Brasil se prepara para un “Super Niño” con impacto regional

El gobierno de Brasil puso en marcha un operativo de alcance nacional para enfrentar los efectos del fenómeno climático El Niño, cuya intensificación se espera entre octubre y diciembre. Bajo la coordinación de la Jefatura de Gabinete, unas 20 carteras ministeriales trabajarán de manera conjunta para anticipar y mitigar los daños en infraestructura, producción y comunidades vulnerables.
El ministro de Integración y Desarrollo Regional, Waldez Góes, explicó que el país se mantiene en “estado de vigilancia y movilización permanente” para responder a eventuales emergencias. Las autoridades federales apuntan a reforzar la articulación con gobernadores y alcaldías, especialmente en las zonas históricamente más expuestas a inundaciones y sequías.
El Niño es un fenómeno climático global asociado a variaciones en los vientos y en la temperatura de la superficie del mar en el Pacífico tropical. Cuando se intensifica, altera los patrones de lluvias y temperaturas en distintas regiones del planeta, con consecuencias directas sobre la producción agropecuaria, la disponibilidad de agua y la ocurrencia de desastres naturales.
Regiones más expuestas y riesgos previstos
De acuerdo con las proyecciones oficiales brasileñas, El Niño podría comenzar entre julio y septiembre y ganar fuerza en el último trimestre del año. Los modelos climáticos prevén distintos impactos según la región:
- Norte y nordeste: riesgo elevado de sequías y escasez hídrica, con presión sobre sistemas de abastecimiento urbano y rural.
- Sur: aumento de lluvias e inundaciones, con posibilidad de crecidas de ríos, deslizamientos y daños en zonas urbanas y rurales.
- Centro-oeste y sudeste: invierno menos riguroso, temperaturas más altas y riesgo de sequía, en particular en el Pantanal.
Góes destacó el rol del Plan Nacional de Protección y Defensa Civil y del sistema Defensa Civil Alerta, que envía mensajes automáticos a teléfonos móviles en áreas con riesgo inminente. El objetivo es ganar tiempo para evacuaciones preventivas, cortes de rutas o suspensión de actividades cuando sea necesario.
Impacto sobre la agricultura y la logística exportadora
Un informe de la filial brasileña del banco Santander advirtió que el episodio de El Niño previsto para este año podría transformarse en un “Super Niño”, con una probabilidad estimada del 63 %. Ese escenario golpearía de lleno a la agricultura, pilar de la economía brasileña y actor clave en los mercados globales de alimentos.
En el norte del país, donde se concentran importantes áreas de producción de soja y maíz destinadas a exportación, la principal preocupación son las sequías prolongadas.
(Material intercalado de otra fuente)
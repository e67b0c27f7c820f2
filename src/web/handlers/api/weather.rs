//! 天气查询处理器

use axum::extract::{Query, State};
use axum::response::Json;
use serde_json::{json, Value};

use crate::translation::filters::looks_english;
use crate::weather::fetch_weather;
use crate::web::types::{AppState, WeatherQuery, WeatherResponse};

/// GET /api/weather?city=<name>
///
/// 提供方失败时返回 `{success:false, error}`（状态仍是 200），
/// 天气是页面的附属功能，它的失败不应该表现成服务错误。
pub async fn weather(
    State(state): State<AppState>,
    Query(query): Query<WeatherQuery>,
) -> Json<Value> {
    let city = query.city.unwrap_or_else(|| "Moscow".to_string());

    match fetch_weather(&state.http, &state.config.weather_url, &city).await {
        Ok(mut report) => {
            // 提供方偶尔缺俄文描述，英文描述走翻译路径补齐
            if looks_english(&report.current.desc) {
                report.current.desc =
                    state.translator.translate_if_english(&report.current.desc).await;
            }
            for day in &mut report.forecast {
                if looks_english(&day.desc) {
                    day.desc = state.translator.translate_if_english(&day.desc).await;
                }
            }

            let response = WeatherResponse {
                success: true,
                location: report.location,
                current: report.current,
                forecast: report.forecast,
            };
            Json(serde_json::to_value(response).unwrap_or_else(
                |_| json!({ "success": false, "error": "weather serialization error" }),
            ))
        }
        Err(error) => {
            tracing::warn!(city = %city, error = %error, "天气查询失败");
            Json(json!({ "success": false, "error": error.to_string() }))
        }
    }
}
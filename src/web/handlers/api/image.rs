//! 图片代理处理器
//!
//! 被提取页面里的图片改写成走这里，绕开防盗链/CORS/混合内容限制。

use axum::extract::{Query, State};
use axum::http::{header, HeaderValue, StatusCode};
use axum::response::{IntoResponse, Response};
use url::Url;

use crate::network::fetch::fetch_image;
use crate::utils::url::is_http_url;
use crate::web::types::{AppState, ImageQuery};

/// GET /api/image?url=<encoded>
pub async fn image_proxy(
    State(state): State<AppState>,
    Query(query): Query<ImageQuery>,
) -> Response {
    let url_text = query.url.unwrap_or_default().trim().to_string();
    if !is_http_url(&url_text) {
        return (StatusCode::BAD_REQUEST, "bad url").into_response();
    }
    let url = match Url::parse(&url_text) {
        Ok(url) => url,
        Err(_) => return (StatusCode::BAD_REQUEST, "bad url").into_response(),
    };

    match fetch_image(&state.http, &url).await {
        Ok((bytes, content_type)) => {
            let content_type = HeaderValue::from_str(&content_type)
                .unwrap_or_else(|_| HeaderValue::from_static("image/jpeg"));
            (
                [
                    (header::CONTENT_TYPE, content_type),
                    (
                        header::CACHE_CONTROL,
                        HeaderValue::from_static("public, max-age=86400"),
                    ),
                ],
                bytes,
            )
                .into_response()
        }
        Err(error) => {
            tracing::debug!(url = %url_text, error = %error, "图片抓取失败");
            (StatusCode::NOT_FOUND, "image fetch failed").into_response()
        }
    }
}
La altura del río Tapajós, uno de los grandes afluentes del Amazonas, podría ubicarse cerca de 0,9 metros por debajo de sus niveles habituales debido a la falta de lluvias en la selva.
El Tapajós forma parte del Arco Norte, una red de puertos y estaciones de transbordo que conecta la producción agrícola de Mato Grosso, la mayor región sojera de Sudamérica, con los puertos exportadores. Según la Compañía Nacional de Abastecimiento (Conab), el Arco Norte concentró en los primeros 10 meses de 2025 el 37,2 % de las exportaciones brasileñas de soja y el 41,3 % de las de maíz, consolidándose como corredor logístico estratégico.
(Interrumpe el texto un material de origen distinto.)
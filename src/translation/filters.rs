//! 文本过滤器模块
//!
//! 判断文本片段是否需要翻译的纯谓词函数。
//! 这些启发式是尽力而为的过滤器，不是保证：
//! 短字符串和混合语言文本都可能误判，阈值保持为文档化常量。

/// 判断文本是否包含西里尔字母（А–Я、а–я、Ё、ё）
pub fn has_cyrillic(text: &str) -> bool {
    text.chars().any(|c| matches!(c, 'А'..='я' | 'Ё' | 'ё'))
}

/// 判断文本是否看起来是英文
///
/// 空文本或含西里尔字母的文本不算英文；
/// 纯数字/标点的字符串也不算英文（必须至少含一个拉丁字母）。
pub fn looks_english(text: &str) -> bool {
    let trimmed = text.trim();
    if trimmed.is_empty() {
        return false;
    }
    if has_cyrillic(trimmed) {
        return false;
    }
    trimmed.chars().any(|c| c.is_ascii_alphabetic())
}

/// 判断文本是否像代码片段
///
/// 命中固定的运算符/标记字符集即判定为代码；
/// 另外，去掉空白后仍然很长（≥20 字符）且完全不含空白的字符串
/// 也按压缩标识符处理。
pub fn looks_codey(text: &str) -> bool {
    const CODEY_MARKS: [char; 5] = ['{', '}', ';', '<', '>'];
    const CODEY_OPS: [&str; 5] = ["=>", "::", "->", "===", "!=="];

    if text.chars().any(|c| CODEY_MARKS.contains(&c)) {
        return true;
    }
    if CODEY_OPS.iter().any(|op| text.contains(op)) {
        return true;
    }

    // 压缩标识符启发式
    let trimmed = text.trim();
    !trimmed.is_empty()
        && !trimmed.contains(char::is_whitespace)
        && trimmed.chars().count() >= 20
}

/// 折叠空白并去掉首尾空白，得到规范化的文本段
pub fn normalize_segment(text: &str) -> String {
    text.split_whitespace().collect::<Vec<_>>().join(" ")
}

/// 文本过滤器
///
/// 把纯谓词组合成 DOM 翻译器使用的门控：长度下限 + 英文判定 + 非代码判定。
#[derive(Debug, Clone)]
pub struct TextFilter {
    min_chars: usize,
}

impl TextFilter {
    /// 创建指定最小长度的过滤器
    pub fn new(min_chars: usize) -> Self {
        Self { min_chars }
    }

    /// 判断规范化后的文本段是否应该送去翻译
    pub fn should_translate(&self, text: &str) -> bool {
        let normalized = normalize_segment(text);
        if normalized.chars().count() < self.min_chars {
            return false;
        }
        if !looks_english(&normalized) {
            return false;
        }
        !looks_codey(&normalized)
    }
}

#[cfg(test)]
mod tests {
    use super::*;

    #[test]
    fn test_has_cyrillic() {
        assert!(has_cyrillic("привет"));
        assert!(has_cyrillic("Ёлка"));
        assert!(has_cyrillic("mixed привет text"));
        assert!(!has_cyrillic("hello world"));
        assert!(!has_cyrillic("123 !@#"));
        assert!(!has_cyrillic(""));
    }

    #[test]
    fn test_looks_english() {
        assert!(looks_english("Hello world"));
        assert!(looks_english("  spaced text  "));
        assert!(!looks_english(""));
        assert!(!looks_english("   "));
        assert!(!looks_english("привет"));
        assert!(!looks_english("hello привет"));
        // 纯数字/标点不算英文
        assert!(!looks_english("123 456"));
        assert!(!looks_english("!@# $%^"));
    }

    #[test]
    fn test_looks_codey() {
        assert!(looks_codey("if (x) { return; }"));
        assert!(looks_codey("a => b"));
        assert!(looks_codey("std::vec"));
        assert!(looks_codey("ptr->field"));
        assert!(looks_codey("a === b"));
        assert!(looks_codey("a !== b"));
        assert!(looks_codey("<div>"));
        // 压缩标识符：长且无空白
        assert!(looks_codey("averyLongCompactedIdentifierName"));
        assert!(!looks_codey("short"));
        assert!(!looks_codey("This is a normal English sentence."));
    }

    #[test]
    fn test_normalize_segment() {
        assert_eq!(normalize_segment("  hello   world \n"), "hello world");
        assert_eq!(normalize_segment("one"), "one");
        assert_eq!(normalize_segment("   "), "");
    }

    #[test]
    fn test_filter_gate() {
        let filter = TextFilter::new(20);
        assert!(filter.should_translate("This is a test paragraph with more text."));
        // 太短
        assert!(!filter.should_translate("Short text"));
        // 俄文
        assert!(!filter.should_translate("Это уже переведённый длинный текст."));
        // 类代码
        assert!(!filter.should_translate("const value = { a: 1, b: 2 };"));
    }
}
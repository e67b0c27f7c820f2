//! 翻译模块
//!
//! 提供完整的翻译管道，采用清晰的模块化架构：
//! - **filters**: 文本分类（西里尔字母、英文、类代码片段的启发式判定）
//! - **protect**: 代码令牌保护（翻译前掩码、翻译后还原）
//! - **cache**: 有界 FIFO 翻译缓存
//! - **limiter**: 提供方限流队列（并发上限 + 最小启动间隔）
//! - **providers**: 翻译提供方策略（主力 MyMemory + 可选自托管回退）
//! - **client**: 带重试/回退/降级的单段翻译客户端
//! - **batch**: 批次翻译器（分隔符拼接、计数校验、逐段回退）
//! - **service**: 组合以上全部组件的注入式服务门面

pub mod batch;
pub mod cache;
pub mod client;
pub mod config;
pub mod error;
pub mod filters;
pub mod limiter;
pub mod protect;
pub mod providers;
pub mod service;

pub use batch::{pack_segments, BatchOutcome, BatchTranslator};
pub use cache::{cache_key, CacheStats, TranslationCache};
pub use client::TranslationClient;
pub use config::{constants, TranslationConfig};
pub use error::{TranslationError, TranslationResult};
pub use filters::{has_cyrillic, looks_codey, looks_english, normalize_segment, TextFilter};
pub use limiter::RateLimiter;
pub use protect::{protect, restore, TokenProtection};
pub use providers::{MyMemoryProvider, ProviderError, SelfHostedProvider, TranslationProvider};
pub use service::{ServiceStats, StatsSnapshot, TranslationService};

/// 判断一段文本是否应该送去翻译（便利函数）
///
/// 使用默认的最小长度阈值。过短、非英文或类代码的文本不翻译。
pub fn should_translate(text: &str) -> bool {
    TextFilter::new(constants::MIN_SEGMENT_CHARS).should_translate(text)
}
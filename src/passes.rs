//! The ordered rewrite passes that turn GN text into approximate CMake text.
//!
//! Each pass is a global find-and-replace over the whole current buffer, and
//! each pass's output is the next pass's input. Order matters: the single-line
//! forms must run before the multi-line openers, and the append rewrites must
//! run after the plain-assignment ones. The passes are anchored to GN-specific
//! line shapes rather than to any parsed structure, so tokens inside string
//! literals or comments get rewritten too; that blindness is the accepted
//! price of the approach.

use once_cell::sync::Lazy;
use regex::{Captures, Regex};

/// A double-quoted string literal, escaped quotes allowed inside.
static QUOTED_LITERAL: Lazy<Regex> = Lazy::new(|| Regex::new(r#""((?:\\"|[^"])+)""#).unwrap());

/// Statements to delete outright, with an optional trailing brace block.
/// The block match is greedy across lines.
static STRIPPED_STATEMENT: Lazy<Regex> = Lazy::new(|| {
    Regex::new(r"(?ms)^\s*(?:import|assert|config|angle_source_set)\([^)]+\)(?: \{.*\})?$")
        .unwrap()
});

/// A list literal that closes on the line it opened: `[ "a", "b" ]`.
static SINGLE_LINE_LIST: Lazy<Regex> =
    Lazy::new(|| Regex::new(r#"(?m)\[ ((?:"[^"]*",? )*)\]$"#).unwrap());

/// `x += y` between two bare identifiers on one line.
static SINGLE_LINE_APPEND: Lazy<Regex> =
    Lazy::new(|| Regex::new(r"(?m)^(\s*)(\w+) \+= (\w+)$").unwrap());

/// `name = [` opening a multi-line list (the bracket may already be gone).
static LIST_OPEN: Lazy<Regex> = Lazy::new(|| Regex::new(r"(?m)^(\s*)(\w+) = ?\[?").unwrap());

/// A line holding nothing but one quoted list element and its comma.
static LIST_ELEMENT: Lazy<Regex> = Lazy::new(|| Regex::new(r#"(?m)^(\s*)("[^"]+",)$"#).unwrap());

/// A line holding nothing but the closing bracket of a list.
static LIST_CLOSE: Lazy<Regex> = Lazy::new(|| Regex::new(r"(?m)^(\s*)\]$").unwrap());

/// `name += [` opening a multi-line list append.
static APPEND_OPEN: Lazy<Regex> = Lazy::new(|| Regex::new(r"(?m)^(\s*)(\w+) \+= ?\[?").unwrap());

/// `if (expr) {` or `} else if (expr) {` opening a conditional.
static IF_OPEN: Lazy<Regex> =
    Lazy::new(|| Regex::new(r"(?m)^(\s*)((?:\} else )?)if \((.+)\) \{$").unwrap());

/// A bare `} else if` line, left over when the condition wrapped.
static ELSE_IF: Lazy<Regex> = Lazy::new(|| Regex::new(r"(?m)^\} else if$").unwrap());

/// A bare `} else {` line.
static ELSE_OPEN: Lazy<Regex> = Lazy::new(|| Regex::new(r"(?m)^(\s*)\} else \{$").unwrap());

/// A line holding nothing but a closing brace.
static BLOCK_CLOSE: Lazy<Regex> = Lazy::new(|| Regex::new(r"(?m)^(\s*)\}$").unwrap());

/// Insert `prefix` directly after the opening quote of every string literal.
///
/// The replacement goes through a closure so the caller's prefix lands in the
/// output verbatim, without being expanded as a replacement template.
pub fn prefix_paths(input: &str, prefix: &str) -> String {
    QUOTED_LITERAL
        .replace_all(input, |caps: &Captures| {
            format!("\"{}{}\"", prefix, &caps[1])
        })
        .into_owned()
}

/// Remove import, assert, config, and angle_source_set statements.
pub fn strip_statements(input: &str) -> String {
    STRIPPED_STATEMENT.replace_all(input, "").into_owned()
}

/// Rewrite list declarations and appends, single-line and multi-line.
///
/// `foo = [ "a", "b" ]` becomes `set(foo "a", "b" )`, and
///
/// ```text
/// sources = [
///   "foo.cpp",
/// ]
/// ```
///
/// becomes
///
/// ```text
/// set(sources
///     "foo.cpp",
/// )
/// ```
///
/// The leading indent of each rewritten line is doubled.
pub fn rewrite_lists(input: &str) -> String {
    let text = SINGLE_LINE_LIST.replace_all(input, " ${1})");
    // `$$` emits a literal dollar sign into the replacement.
    let text = SINGLE_LINE_APPEND.replace_all(&text, "${1} set(${2}, \"$${${2}};$${${3}}\")");
    let text = LIST_OPEN.replace_all(&text, "${1}${1}set(${2}");
    let text = LIST_ELEMENT.replace_all(&text, "${1}${1}${2}");
    let text = LIST_CLOSE.replace_all(&text, "${1}${1})");
    APPEND_OPEN
        .replace_all(&text, "${1}${1}list(APPEND ${2}")
        .into_owned()
}

/// Rewrite brace-delimited conditionals into CMake's paren style.
///
/// A `} else if (expr) {` line keeps its `} else ` prefix untranslated; only
/// a bare `} else if` continuation line becomes `elseif`. Both quirks match
/// the line shapes the upstream auto-formatter actually emits.
pub fn rewrite_conditionals(input: &str) -> String {
    let text = IF_OPEN.replace_all(input, "${1}${1}${2}if(${3})");
    let text = ELSE_IF.replace_all(&text, "elseif");
    let text = ELSE_OPEN.replace_all(&text, "${1}${1}else()");
    BLOCK_CLOSE
        .replace_all(&text, "${1}${1}endif()")
        .into_owned()
}

/// Translate GN logic operators to CMake keywords, everywhere they appear.
pub fn translate_operators(input: &str) -> String {
    input
        .replace(" || ", " OR ")
        .replace(" && ", " AND ")
        .replace(" == ", " STREQUAL ")
        .replace('!', " NOT ")
}

/// Run the full pass sequence over one GN file's text.
pub fn convert(source: &str, path_prefix: &str) -> String {
    let text = prefix_paths(source, path_prefix);
    let text = strip_statements(&text);
    let text = rewrite_lists(&text);
    let text = rewrite_conditionals(&text);
    translate_operators(&text)
}

#[cfg(test)]
mod tests {
    use super::*;

    #[test]
    fn prefix_goes_right_after_the_opening_quote() {
        assert_eq!(prefix_paths(r#""x""#, "P"), r#""Px""#);
    }

    #[test]
    fn prefix_supports_escaped_quotes_inside_literals() {
        assert_eq!(prefix_paths(r#""a\"b""#, "p/"), r#""p/a\"b""#);
    }

    #[test]
    fn empty_prefix_leaves_literals_alone() {
        assert_eq!(prefix_paths(r#"x = "a""#, ""), r#"x = "a""#);
    }

    #[test]
    fn strips_an_import_statement() {
        assert_eq!(strip_statements("import(\"//foo.gni\")\n"), "\n");
    }

    #[test]
    fn strips_a_config_block_spanning_lines() {
        let src = "config(\"internal\") {\n  include_dirs = [ \"src\" ]\n}\n";
        assert_eq!(strip_statements(src), "\n");
    }

    #[test]
    fn stripping_without_matches_is_idempotent() {
        let src = "sources = [\n  \"a.cpp\",\n]\n";
        let once = strip_statements(src);
        assert_eq!(once, src);
        assert_eq!(strip_statements(&once), once);
    }

    #[test]
    fn single_line_list_becomes_a_set_call() {
        assert_eq!(
            rewrite_lists("foo = [ \"a\", \"b\" ]"),
            "set(foo \"a\", \"b\" )"
        );
    }

    #[test]
    fn single_line_list_indent_is_doubled() {
        assert_eq!(rewrite_lists("  foo = [ \"a\" ]"), "    set(foo \"a\" )");
    }

    #[test]
    fn single_line_append_becomes_self_concatenation() {
        assert_eq!(
            rewrite_lists("libs += extra"),
            " set(libs, \"${libs};${extra}\")"
        );
    }

    #[test]
    fn multi_line_list_declaration() {
        let src = "sources = [\n  \"a.cpp\",\n]\n";
        assert_eq!(rewrite_lists(src), "set(sources\n    \"a.cpp\",\n)\n");
    }

    #[test]
    fn multi_line_list_append() {
        let src = "  defines += [\n    \"X\",\n  ]\n";
        assert_eq!(
            rewrite_lists(src),
            "    list(APPEND defines\n        \"X\",\n    )\n"
        );
    }

    #[test]
    fn if_with_equality_comparison() {
        assert_eq!(
            convert("if (a == \"x\") {\n}\n", ""),
            "if(a STREQUAL \"x\")\nendif()\n"
        );
    }

    #[test]
    fn else_chain_keeps_the_known_quirk() {
        let src = "if (is_win) {\n} else if (is_linux && use_x11) {\n} else {\n}\n";
        assert_eq!(
            convert(src, ""),
            "if(is_win)\n} else if(is_linux AND use_x11)\nelse()\nendif()\n"
        );
    }

    #[test]
    fn bare_else_if_line_becomes_elseif() {
        assert_eq!(rewrite_conditionals("} else if\n"), "elseif\n");
    }

    #[test]
    fn operator_translation_touches_only_the_operator() {
        assert_eq!(translate_operators("a || b"), "a OR b");
        assert_eq!(translate_operators("a && b"), "a AND b");
        assert_eq!(translate_operators("a == b"), "a STREQUAL b");
        assert_eq!(translate_operators("!a"), " NOT a");
    }

    #[test]
    fn pipeline_is_stable_on_single_line_list_output() {
        let out = convert("foo = [ \"a\", \"b\" ]", "");
        assert_eq!(convert(&out, ""), out);
    }

    #[test]
    fn import_and_sources_end_to_end() {
        let src = "import(\"//foo.gni\")\nsources = [\n  \"bar.cc\",\n]\n";
        let out = convert(src, "root/");
        assert!(!out.contains("import("));
        assert!(out.contains("set(sources\n    \"root/bar.cc\",\n)"));
    }
}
La menor navegabilidad de los ríos podría encarecer el transporte, obligar a desviar cargas a otras rutas y generar demoras en el flujo hacia los mercados internacionales. Para la Argentina y la región, cualquier alteración en la oferta brasileña de granos, maíz y arroz tiene impacto en precios, competencia y planificación de las campañas agrícolas.
Desafío político y climático a meses de las elecciones
El ministro Góes aseguró que las acciones de prevención y respuesta no se verán condicionadas por las elecciones generales previstas para octubre en Brasil. El gobierno busca transmitir la idea de que la estructura de Defensa Civil y las políticas de gestión de riesgos seguirán activas, independientemente del calendario electoral.
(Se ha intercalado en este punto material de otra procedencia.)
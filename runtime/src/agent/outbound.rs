//! Outbound direction: control plane -> engine.

use std::sync::Arc;

use async_trait::async_trait;
use debuglet_core::error::Result;
use debuglet_core::event::events;
use debuglet_core::wire::Breakpoint;
use debuglet_core::{DebugletEvent, EventEmitter};

use crate::controller::DebuggerClient;
use crate::convert;
use crate::framer::{encode, ChunkSink};
use crate::ipc::IpcChannel;
use crate::reconciler::BreakpointReconciler;
use crate::retry::LoopAction;

/// Polls the active set and pushes the delta to the engine.
///
/// New breakpoints are written first, in snapshot order, then a tombstone
/// (`activated = false`) for every breakpoint that disappeared.
pub struct BreakpointPusher<S: ChunkSink = IpcChannel> {
    client: Arc<DebuggerClient>,
    reconciler: Arc<BreakpointReconciler>,
    sink: S,
    events: EventEmitter,
}

impl<S: ChunkSink> BreakpointPusher<S> {
    pub fn new(
        client: Arc<DebuggerClient>,
        reconciler: Arc<BreakpointReconciler>,
        sink: S,
        events: EventEmitter,
    ) -> Self {
        Self {
            client,
            reconciler,
            sink,
            events,
        }
    }

    pub fn into_sink(self) -> S {
        self.sink
    }

    async fn push(&mut self, breakpoint: &Breakpoint) -> Result<()> {
        self.sink.write_bytes(&encode(breakpoint)).await
    }
}

#[async_trait]
impl<S: ChunkSink> LoopAction for BreakpointPusher<S> {
    async fn run_once(&mut self) -> Result<()> {
        let active = self.client.list_active_breakpoints().await?;
        if active.wait_expired {
            tracing::trace!("Long poll expired without changes");
            return Ok(());
        }

        let delta = self
            .reconciler
            .reconcile(convert::to_wire_breakpoints(&active.breakpoints));

        for breakpoint in &delta.new {
            let location = breakpoint
                .location
                .as_ref()
                .map(|l| format!("{}:{}", l.path, l.line))
                .unwrap_or_default();
            tracing::info!(breakpoint_id = %breakpoint.id, %location, "Setting breakpoint");
            self.push(breakpoint).await?;
            self.events
                .emit(DebugletEvent::for_breakpoint(events::BREAKPOINT_NEW, breakpoint));
        }

        for breakpoint in &delta.removed {
            tracing::info!(breakpoint_id = %breakpoint.id, "Removing breakpoint");
            self.push(&breakpoint.tombstone()).await?;
            self.events
                .emit(DebugletEvent::for_breakpoint(events::BREAKPOINT_REMOVED, breakpoint));
        }

        Ok(())
    }
}

#[cfg(test)]
mod tests {
    use super::*;
    use crate::controller::testing::FakeController;
    use crate::framer::{ChunkSource, FrameDecoder};
    use debuglet_core::error::DebugletError;
    use debuglet_core::v2;

    /// Replays previously written bytes as a single chunk.
    struct Replay(Option<Vec<u8>>);

    #[async_trait]
    impl ChunkSource for Replay {
        async fn read_chunk(&mut self) -> Result<Vec<u8>> {
            self.0
                .take()
                .ok_or_else(|| DebugletError::ChannelClosed("replay exhausted".to_string()))
        }
    }

    fn listing(ids: &[(&str, i32)]) -> v2::ListActiveBreakpointsResponse {
        v2::ListActiveBreakpointsResponse {
            breakpoints: ids
                .iter()
                .map(|(id, line)| v2::Breakpoint {
                    id: id.to_string(),
                    location: Some(v2::SourceLocation {
                        path: "file.cs".to_string(),
                        line: *line,
                        column: 0,
                    }),
                    ..Default::default()
                })
                .collect(),
            next_wait_token: "next".to_string(),
            wait_expired: false,
        }
    }

    async fn registered(fake: &Arc<FakeController>) -> Arc<DebuggerClient> {
        let client = Arc::new(DebuggerClient::new(fake.clone(), v2::Debuggee::default()));
        client.register().await.unwrap();
        client
    }

    async fn frames(bytes: Vec<u8>) -> Vec<Breakpoint> {
        let decoder = FrameDecoder::new();
        let mut source = Replay(Some(bytes));
        let mut out = Vec::new();
        while let Ok(breakpoint) = decoder.decode_stream(&mut source).await {
            out.push(breakpoint);
        }
        out
    }

    #[tokio::test]
    async fn test_pushes_new_then_tombstones() {
        let fake = Arc::new(FakeController::default());
        fake.script_list(Ok(listing(&[("A", 10), ("B", 20)])));
        fake.script_list(Ok(listing(&[("A", 10)])));
        let client = registered(&fake).await;
        let reconciler = Arc::new(BreakpointReconciler::new());
        let events = EventEmitter::default();
        let mut rx = events.subscribe();

        let mut pusher = BreakpointPusher::new(client, reconciler.clone(), Vec::new(), events);
        pusher.run_once().await.unwrap();
        pusher.run_once().await.unwrap();

        let written = frames(pusher.into_sink()).await;
        let summary: Vec<(&str, bool)> = written
            .iter()
            .map(|b| (b.id.as_str(), b.activated))
            .collect();
        assert_eq!(summary, vec![("A", true), ("B", true), ("B", false)]);
        assert_eq!(written[2].location.as_ref().unwrap().line, 20);
        assert_eq!(reconciler.len(), 1);

        assert_eq!(rx.recv().await.unwrap().key, events::BREAKPOINT_NEW);
        assert_eq!(rx.recv().await.unwrap().key, events::BREAKPOINT_NEW);
        assert_eq!(rx.recv().await.unwrap().key, events::BREAKPOINT_REMOVED);
    }

    #[tokio::test]
    async fn test_wait_expired_leaves_state_untouched() {
        let fake = Arc::new(FakeController::default());
        fake.script_list(Ok(listing(&[("A", 10)])));
        // Unscripted lists answer with wait_expired and no breakpoints.
        let client = registered(&fake).await;
        let reconciler = Arc::new(BreakpointReconciler::new());

        let mut pusher =
            BreakpointPusher::new(client, reconciler.clone(), Vec::new(), EventEmitter::default());
        pusher.run_once().await.unwrap();
        pusher.run_once().await.unwrap();

        assert_eq!(reconciler.len(), 1);
        let written = frames(pusher.into_sink()).await;
        assert_eq!(written.len(), 1);
        assert!(written[0].activated);
    }

    #[tokio::test]
    async fn test_unchanged_snapshot_writes_nothing() {
        let fake = Arc::new(FakeController::default());
        fake.script_list(Ok(listing(&[("A", 10)])));
        fake.script_list(Ok(listing(&[("A", 10)])));
        let client = registered(&fake).await;

        let mut pusher = BreakpointPusher::new(
            client,
            Arc::new(BreakpointReconciler::new()),
            Vec::new(),
            EventEmitter::default(),
        );
        pusher.run_once().await.unwrap();
        let after_first = pusher.sink.len();
        pusher.run_once().await.unwrap();
        assert_eq!(pusher.sink.len(), after_first);
    }

    #[tokio::test]
    async fn test_list_failure_propagates_without_writes() {
        let fake = Arc::new(FakeController::default());
        fake.script_list(Err(FakeController::unavailable()));
        let client = registered(&fake).await;

        let mut pusher = BreakpointPusher::new(
            client,
            Arc::new(BreakpointReconciler::new()),
            Vec::new(),
            EventEmitter::default(),
        );
        let err = pusher.run_once().await.unwrap_err();
        assert!(err.is_retryable());
        assert!(pusher.into_sink().is_empty());
    }
}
“Brasil está permanentemente preparado, se mantiene en vigilancia y movilizado para dar respuesta a la sociedad”, afirmó Waldez Góes, ministro de Integración y Desarrollo Regional.
En un contexto de eventos climáticos extremos cada vez más frecuentes, el desarrollo de sistemas de alerta temprana, la planificación urbana y la protección de infraestructuras críticas se consolidan como ejes centrales de la agenda pública brasileña. La evolución de El Niño en los próximos meses será seguida con atención por toda la región, incluido el sector agroindustrial argentino, atento a posibles cambios en la oferta y en los precios internacionales.